Re: cant find a pattern to fit neatly - how to make a large number of monsters?

From: Lew Bloch (justaguy_at_nospam.net)
Date: 02/03/05


Date: Thu, 03 Feb 2005 01:33:25 -0500


> But how to structure that process in my design?
> Is there a particular pattern I should be looking at?

Interesting problem.

Some of your space problems and complexity go away if you are willing to
store references as object (e.g., monster) attributes. A reference is
larger than an index, but it simplifies things tremendously.

Allow me to essay a crude but, one hopes, illustrative object design,
then you can pick it apart for flaws such as being too big for an
embedded system.

First, let me say that I won't speak to patterns as such. I am thinking
in terms of composition and inheritance.

I posit the following types (interfaces, ideally):

Ability { ... }

Weapon extends Ability { ... }

Act
{
   Set< Ability > abilities = new LinkedHashSet< Ability >();
...
}

Monster
{
   Set< Ability > abilities = new LinkedHashSet< Ability >();
...
}

GameMaster
{
   Set< Ability > allAbilities = new LinkedHashSet< Ability >();
   Set< Act > allActs = new LinkedHashSet< Act >();
...
}

Ability would be immutable, objects that report their state, such as
speed augmentation factor, but never change it.

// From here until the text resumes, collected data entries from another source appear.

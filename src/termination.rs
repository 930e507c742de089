//! Run budgets and stop reasons shared by both engines.
//!
//! Budgets are polled, not preemptive: each engine checks once per outer
//! iteration (GRASP) or generation (GA), so a slow iteration can overrun the
//! time limit by up to its own duration.

use crate::target::TargetTracker;
use std::sync::atomic::{AtomicBool, Ordering};
use std::sync::Arc;
use std::time::{Duration, Instant};

/// Why a run ended.
#[derive(Debug, Clone, Copy, PartialEq, Eq)]
#[cfg_attr(feature = "serde", derive(serde::Serialize, serde::Deserialize))]
pub enum StopReason {
    /// Wall-clock budget elapsed.
    TimeLimit,
    /// Every target threshold was crossed.
    TargetsReached,
    /// The configured iteration or generation cap was hit.
    IterationLimit,
    /// The cancellation flag was raised.
    Cancelled,
    /// A caller-supplied end-of-generation hook asked to stop.
    Requested,
}

/// Wall-clock, iteration and cancellation limits for one run.
#[derive(Debug, Clone)]
pub struct Budget {
    start: Instant,
    time_limit: Duration,
    max_iterations: Option<usize>,
    cancel: Option<Arc<AtomicBool>>,
}

impl Budget {
    /// Starts the clock.
    pub fn start(
        time_limit: Duration,
        max_iterations: Option<usize>,
        cancel: Option<Arc<AtomicBool>>,
    ) -> Self {
        Self {
            start: Instant::now(),
            time_limit,
            max_iterations,
            cancel,
        }
    }

    /// Time since [`start`](Self::start).
    pub fn elapsed(&self) -> Duration {
        self.start.elapsed()
    }

    /// Returns the reason to stop before running iteration `completed + 1`,
    /// or `None` to keep going.
    ///
    /// Checked in order: targets, cancellation, time, iteration cap.
    pub fn check(&self, completed: usize, targets: &TargetTracker) -> Option<StopReason> {
        if targets.is_exhausted() {
            return Some(StopReason::TargetsReached);
        }
        if let Some(ref flag) = self.cancel {
            if flag.load(Ordering::Relaxed) {
                return Some(StopReason::Cancelled);
            }
        }
        if self.elapsed() >= self.time_limit {
            return Some(StopReason::TimeLimit);
        }
        if let Some(max) = self.max_iterations {
            if completed >= max {
                return Some(StopReason::IterationLimit);
            }
        }
        None
    }
}

#[cfg(test)]
mod tests {
    use super::*;

    #[test]
    fn test_runs_until_iteration_cap() {
        let budget = Budget::start(Duration::from_secs(60), Some(3), None);
        let targets = TargetTracker::new(None);
        assert_eq!(budget.check(0, &targets), None);
        assert_eq!(budget.check(2, &targets), None);
        assert_eq!(budget.check(3, &targets), Some(StopReason::IterationLimit));
    }

    #[test]
    fn test_targets_take_precedence() {
        let budget = Budget::start(Duration::ZERO, Some(0), None);
        let targets = TargetTracker::new(Some(vec![]));
        assert_eq!(budget.check(0, &targets), Some(StopReason::TargetsReached));
    }

    #[test]
    fn test_time_limit() {
        let budget = Budget::start(Duration::ZERO, None, None);
        let targets = TargetTracker::new(None);
        assert_eq!(budget.check(0, &targets), Some(StopReason::TimeLimit));
    }

    #[test]
    fn test_cancellation() {
        let flag = Arc::new(AtomicBool::new(false));
        let budget = Budget::start(Duration::from_secs(60), None, Some(flag.clone()));
        let targets = TargetTracker::new(None);
        assert_eq!(budget.check(5, &targets), None);
        flag.store(true, Ordering::Relaxed);
        assert_eq!(budget.check(5, &targets), Some(StopReason::Cancelled));
    }
}
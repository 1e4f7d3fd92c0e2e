//! Mapping thread driver and its collaborator seams.

mod frame;
mod matcher;
mod pipeline;

pub use frame::OdometryFrame;
pub use matcher::{PassthroughMatcher, ScanMatcher};
pub use pipeline::{MappingState, MappingThread, SharedMappingState};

At game setup, the master GameMaster object would initialize its lists
with all available objects for the game to use. When a Monster gains,
say, an Ability, it inserts a reference to an object from the GameMaster
master "allAbilities" list into its private "abilities" list. The
instance is shared by the GameMaster and by all Monsters that "have" it.

This is relatively compact because you share instances between Monsters
rather than have them add a
   new Ability();
to their private lists each time.

The tricky part is to design Ability behaviors to support actions
performed by different Monsters. One way is to make them completely
passive - report factors that trigger Monster behaviors. For example,
the Monster might have

   public void attemptAct( Act act, GameThing thing )
     throws GameException
   {
     /* load required factors, e.g., speed, from Monster */
     act.loadBaseFactors( this );

     for( Ability a : act.getAbilities() )
     {
       if ( act.requires( a ) && ! abilities.contains( a ) )
       {
         return;
       }
       act.modifyFactors( a ); // apply mods from the ability
     }

     act.execute( thing ); // throws GameException
   }

The Act object, "act", has to know how to perform its deed upon the
passed "thing" - e.g., how to attack a Monster (subclass of GameThing).
  First it loads its attack factor (in this case) from the Monster's
base attributes like strength. Then it examines each used Ability for
how it affects those factors. The attack Act should know to add one to
"strength" upon seeing a strengthPotion Ability, or subtract one for a
fever Ability.

After the Ability modification loop, the Act tries to do its thing
(attack) to its GameThing target (other Monster), using its modified
(attack) factors. (It can likewise scoop Abilitys from the target to
calculate defensive capability.)

This is a crude sketch, and optimizations suggest themselves almost
immediately. The main point is that Ability objects are passive, so
they can be shared and thus save memory.

Actually, complete passiveness is not required, only immutability. The
Ability class can define reentrant methods - no changes to the Ability's
members, only to method parameters and stack variables.

Incidentally, the Act object can be reused as each Monster gets its turn
to try it. This also saves memory.

I don't know J2ME so if java.util.LinkedHashSet isn't available use any
java.util.Set, or failing that, roll your own with similar characteristics.